The coach who was blessed with Magic Johnson, Kareem Abdul-Jabbar and James Worthy at the start, who arrived in New York with Patrick Ewing at the peak of performance, and who stepped back to the bench when Dwyane Wade and Shaquille O’Neal were poised to present South Florida with its first NBA championship, mostly made it look easy since inheriting the Showtime Lakers 11 games into the 1981-82 season.

Tonight, that perfectly pressed package will be inducted into his sport’s ultimate cathedral.

“He kind of changed the game of coaching, with his smoothness, especially when he was younger, with all his Armani suits,” Wade says. “He made it cool to be a coach.”

The legacy is that he made it look easy.

The legacy lies.

“No one’s put in as much time as he has,” says Heat assistant coach Keith Askins, who played under Riley as well as served on his coaching staff. “He was prepared every day, every time he walked on that court. You can’t fool people with that. Either you put in the work, or you don’t.”

Some came to view the relentless approach as over the top. One assistant quit when Riley would call from Europe to make sure his staff was at the gym, at sunrise, in the dead of summer. Another left Riley’s Heat staff after two seasons, overwhelmed by the commitment demanded.

The never-let-them-see-you-sweat coach privately sweated plenty, right until that day in April when he stepped down, convinced after 1,210 victories that it was time.

“I read a line one time,” he says, “and I believe it to this day: ‘Every day you’re not out there practicing, there is somebody else practicing twice as hard who is going to kick your butt.’ It’s the same thing with coaching.

“So a lot of that was based on fear, that somebody was going to be better than me, that somebody was going to beat me.”

More to the point, it was based on Schenectady, the lessons of Lee and Mary Riley.

Live to work. Work to live.

“My father had to grind it out, he simply had to grind it out for six kids,” Riley says. “My mother had to grind it out. So, we had the roof over our heads, we had food on the table, and we had hand-me-downs from one another.

“As soon as I was able to grind it out, they got me to grind it out, too. Everybody became very independent in the Riley household, because we always knew how to work. We watched our parents work, every day. We’d get up at 6 a.m. in the morning, go over, open up Lee Riley’s Variety store, or when he ran the General Electric Athletic Association, he would open it up, I’d go over and help him. All the kids had to go over some time during the day and help him.”

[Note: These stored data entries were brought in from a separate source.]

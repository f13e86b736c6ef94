//! Observability setup for Parley: structured `tracing` output with an
//! optional OpenTelemetry bridge.

pub mod tracing_setup;
//! Environment variable credential source.
//!
//! The variable is read on every call. An empty value counts as signed out.

use secrecy::SecretString;

use parley_core::credential::CredentialSource;

pub struct EnvCredentialSource {
    var: String,
}

impl EnvCredentialSource {
    pub fn new(var: impl Into<String>) -> Self {
        Self { var: var.into() }
    }

    pub fn var(&self) -> &str {
        &self.var
    }
}

impl CredentialSource for EnvCredentialSource {
    fn name(&self) -> &str {
        "env"
    }

    async fn credential(&self) -> Option<SecretString> {
        match std::env::var(&self.var) {
            Ok(value) if !value.trim().is_empty() => Some(SecretString::from(value.trim().to_string())),
            Ok(_) => None,
            Err(std::env::VarError::NotPresent) => None,
            Err(std::env::VarError::NotUnicode(_)) => {
                // Credentials must be valid header text; treat as absent.
                tracing::warn!(var = %self.var, "credential variable is not valid unicode, ignored");
                None
            }
        }
    }
}

#[cfg(test)]
mod tests {
    use super::*;
    use secrecy::ExposeSecret;

    #[tokio::test]
    async fn reads_and_trims_the_variable() {
        let var = "PARLEY_TEST_ENV_CREDENTIAL_PRESENT";
        // SAFETY: the variable name is unique to this test.
        unsafe {
            std::env::set_var(var, "  tok-env \n");
        }
        let source = EnvCredentialSource::new(var);
        let token = source.credential().await.unwrap();
        assert_eq!(token.expose_secret(), "tok-env");
        unsafe {
            std::env::remove_var(var);
        }
    }

    #[tokio::test]
    async fn missing_or_empty_variable_is_signed_out() {
        let var = "PARLEY_TEST_ENV_CREDENTIAL_EMPTY";
        let source = EnvCredentialSource::new(var);
        assert!(source.credential().await.is_none());

        // SAFETY: the variable name is unique to this test.
        unsafe {
            std::env::set_var(var, "   ");
        }
        assert!(source.credential().await.is_none());
        unsafe {
            std::env::remove_var(var);
        }
    }
}
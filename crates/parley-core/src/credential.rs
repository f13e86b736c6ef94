//! Bearer credential sources.
//!
//! Credentials are issued elsewhere; Parley only reads them. A source is
//! asked again before every physical handshake and every REST call, so a
//! rotated token is picked up without restarting.
//!
//! `CredentialSource` uses RPITIT and is not object-safe. `BoxCredentialSource`
//! follows the same blanket-impl pattern as the other boxed ports:
//! 1. An object-safe `CredentialSourceDyn` with boxed futures
//! 2. A blanket impl for every `T: CredentialSource`
//! 3. A cloneable wrapper that delegates

use std::future::Future;
use std::pin::Pin;
use std::sync::Arc;

use secrecy::SecretString;

/// A provider of the current bearer credential.
pub trait CredentialSource: Send + Sync {
    /// Short name used in logs (never the credential itself).
    fn name(&self) -> &str;

    /// The current credential, or `None` when the user is signed out.
    fn credential(&self) -> impl Future<Output = Option<SecretString>> + Send;
}

/// Object-safe version of [`CredentialSource`].
pub trait CredentialSourceDyn: Send + Sync {
    fn name(&self) -> &str;

    fn credential_boxed(&self) -> Pin<Box<dyn Future<Output = Option<SecretString>> + Send + '_>>;
}

impl<T: CredentialSource> CredentialSourceDyn for T {
    fn name(&self) -> &str {
        CredentialSource::name(self)
    }

    fn credential_boxed(&self) -> Pin<Box<dyn Future<Output = Option<SecretString>> + Send + '_>> {
        Box::pin(self.credential())
    }
}

/// Shared, type-erased credential source.
#[derive(Clone)]
pub struct BoxCredentialSource {
    inner: Arc<dyn CredentialSourceDyn>,
}

impl BoxCredentialSource {
    pub fn new<T: CredentialSource + 'static>(source: T) -> Self {
        Self {
            inner: Arc::new(source),
        }
    }
}

impl CredentialSource for BoxCredentialSource {
    fn name(&self) -> &str {
        self.inner.name()
    }

    fn credential(&self) -> impl Future<Output = Option<SecretString>> + Send {
        self.inner.credential_boxed()
    }
}

impl std::fmt::Debug for BoxCredentialSource {
    fn fmt(&self, f: &mut std::fmt::Formatter<'_>) -> std::fmt::Result {
        f.debug_struct("BoxCredentialSource")
            .field("name", &self.inner.name())
            .finish()
    }
}
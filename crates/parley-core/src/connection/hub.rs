//! Subscription registry for inbound push events.
//!
//! The `EventHub` fans each inbound event out to the handlers registered for
//! its kind. Every `subscribe` call returns its own [`Subscription`]; dropping
//! it, or calling [`Subscription::unsubscribe`], removes exactly that handler.
//! A handler that has been removed is never invoked by a later dispatch.

use std::sync::atomic::{AtomicU64, Ordering};
use std::sync::{Arc, Weak};

use dashmap::DashMap;
use tracing::{debug, trace};

use parley_types::event::{DeletedMessage, InboundEvent, PushEventKind, ReadReceipt, TypingSignal};
use parley_types::message::Message;

/// Callback invoked for every matching inbound event.
///
/// Handlers run on the connection driver task and must not block; the usual
/// handler filters the event and forwards it into a channel.
pub type EventHandler = Arc<dyn Fn(&InboundEvent) + Send + Sync>;

struct Registration {
    kind: PushEventKind,
    handler: EventHandler,
}

struct HubInner {
    handlers: DashMap<u64, Registration>,
    next_id: AtomicU64,
}

/// Cheaply cloneable registry of push event handlers.
#[derive(Clone)]
pub struct EventHub {
    inner: Arc<HubInner>,
}

impl EventHub {
    pub fn new() -> Self {
        Self {
            inner: Arc::new(HubInner {
                handlers: DashMap::new(),
                next_id: AtomicU64::new(1),
            }),
        }
    }

    /// Register `handler` for events of `kind`.
    pub fn subscribe(&self, kind: PushEventKind, handler: EventHandler) -> Subscription {
        let id = self.inner.next_id.fetch_add(1, Ordering::Relaxed);
        self.inner
            .handlers
            .insert(id, Registration { kind, handler });
        debug!(subscription = id, %kind, "push subscription added");
        Subscription {
            id,
            kind,
            hub: Arc::downgrade(&self.inner),
        }
    }

    pub fn on_message_received(
        &self,
        handler: impl Fn(&Message) + Send + Sync + 'static,
    ) -> Subscription {
        self.subscribe(
            PushEventKind::MessageReceived,
            Arc::new(move |event| {
                if let InboundEvent::ReceiveMessage(message) = event {
                    handler(message);
                }
            }),
        )
    }

    pub fn on_message_deleted(
        &self,
        handler: impl Fn(&DeletedMessage) + Send + Sync + 'static,
    ) -> Subscription {
        self.subscribe(
            PushEventKind::MessageDeleted,
            Arc::new(move |event| {
                if let InboundEvent::MessageDeleted(deleted) = event {
                    handler(deleted);
                }
            }),
        )
    }

    pub fn on_message_updated(
        &self,
        handler: impl Fn(&Message) + Send + Sync + 'static,
    ) -> Subscription {
        self.subscribe(
            PushEventKind::MessageUpdated,
            Arc::new(move |event| {
                if let InboundEvent::MessageUpdated(message) = event {
                    handler(message);
                }
            }),
        )
    }

    pub fn on_typing(
        &self,
        handler: impl Fn(&TypingSignal) + Send + Sync + 'static,
    ) -> Subscription {
        self.subscribe(
            PushEventKind::Typing,
            Arc::new(move |event| {
                if let InboundEvent::UserTyping(signal) = event {
                    handler(signal);
                }
            }),
        )
    }

    pub fn on_messages_read(
        &self,
        handler: impl Fn(&ReadReceipt) + Send + Sync + 'static,
    ) -> Subscription {
        self.subscribe(
            PushEventKind::MessagesRead,
            Arc::new(move |event| {
                if let InboundEvent::MessagesRead(receipt) = event {
                    handler(receipt);
                }
            }),
        )
    }

    /// Deliver `event` to every handler registered for its kind.
    ///
    /// Handlers are collected first and invoked without holding any map
    /// guard, so a handler may unsubscribe itself or others. Returns the
    /// number of handlers invoked.
    pub fn dispatch(&self, event: &InboundEvent) -> usize {
        let kind = event.kind();
        let mut matching: Vec<(u64, EventHandler)> = self
            .inner
            .handlers
            .iter()
            .filter(|entry| entry.value().kind == kind)
            .map(|entry| (*entry.key(), Arc::clone(&entry.value().handler)))
            .collect();
        // Registration order, so earlier subscribers see events first.
        matching.sort_by_key(|(id, _)| *id);

        let mut delivered = 0;
        for (id, handler) in matching {
            // Skip handlers removed by an earlier handler in this same dispatch.
            if !self.inner.handlers.contains_key(&id) {
                continue;
            }
            handler(event);
            delivered += 1;
        }
        trace!(%kind, delivered, "push event dispatched");
        delivered
    }

    /// Number of live subscriptions across all kinds.
    pub fn subscription_count(&self) -> usize {
        self.inner.handlers.len()
    }
}

impl Default for EventHub {
    fn default() -> Self {
        Self::new()
    }
}

impl std::fmt::Debug for EventHub {
    fn fmt(&self, f: &mut std::fmt::Formatter<'_>) -> std::fmt::Result {
        f.debug_struct("EventHub")
            .field("subscriptions", &self.inner.handlers.len())
            .finish()
    }
}

/// Handle for one registered handler. Unsubscribes on drop.
#[must_use = "dropping a Subscription unsubscribes its handler immediately"]
pub struct Subscription {
    id: u64,
    kind: PushEventKind,
    hub: Weak<HubInner>,
}

impl Subscription {
    pub fn kind(&self) -> PushEventKind {
        self.kind
    }

    /// Remove the handler now. Equivalent to dropping the handle.
    pub fn unsubscribe(self) {
        drop(self);
    }

    fn remove(&self) {
        if let Some(hub) = self.hub.upgrade() {
            if hub.handlers.remove(&self.id).is_some() {
                debug!(subscription = self.id, kind = %self.kind, "push subscription removed");
            }
        }
    }
}

impl Drop for Subscription {
    fn drop(&mut self) {
        self.remove();
    }
}

impl std::fmt::Debug for Subscription {
    fn fmt(&self, f: &mut std::fmt::Formatter<'_>) -> std::fmt::Result {
        f.debug_struct("Subscription")
            .field("id", &self.id)
            .field("kind", &self.kind)
            .finish()
    }
}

Lawns were mowed in summer, driveways shoveled in winter, and houses painted.

“He made us independent,” Riley says of his tough-love dad who saw his Major League Baseball dream crushed after a mere four-game career in 1944. “And I really think, more than anything else, when I became a pro, there was a fear, a tremendous fear, that, ‘Now I’m out there. I’ve got to survive.’ “

Along the way, the son became a husband, then a father. The look changed, but not the ethic.

“I never minded the work because there was a job to be done,” he says. “It was only five, six, seven years ago that I started to realize how much I really missed. And so, welcome to the world because there are a lot of people that work very hard that miss a lot.”

He wishes his late parents wouldn’t have missed this.

But being there in spirit long has been the Riley way, dating to those collegiate days under legendary Adolph Rupp.

“Even when I was at Kentucky, my parents very rarely ever came to games,” he says. “They couldn’t travel. They were working all the time. They just didn’t have the money to be able to go down there, fly down there all the time.

“So my dad used to take his car, his Dodge, and in the winter, he would drive up to the highest hill in Central Park and somehow he could get on the radio WHAS in Louisville and listen to Cawood Ledford. He’d take a six-pack with him and his Camels and whatever Mom made for a sandwich and he’d go up there.”

Patrick James Riley is 63 now. His father passed away 38 years ago, just three years into his son’s nine-year NBA playing career, well before that first game ever coached. His mother died on the eve of the 2006 playoffs, the start of what would prove to be a run to her son’s fifth and final coaching championship.

In many ways, the duality continues, making this both a day of celebration, and melancholy.

“It would be great,” he said, “if they both could be there.”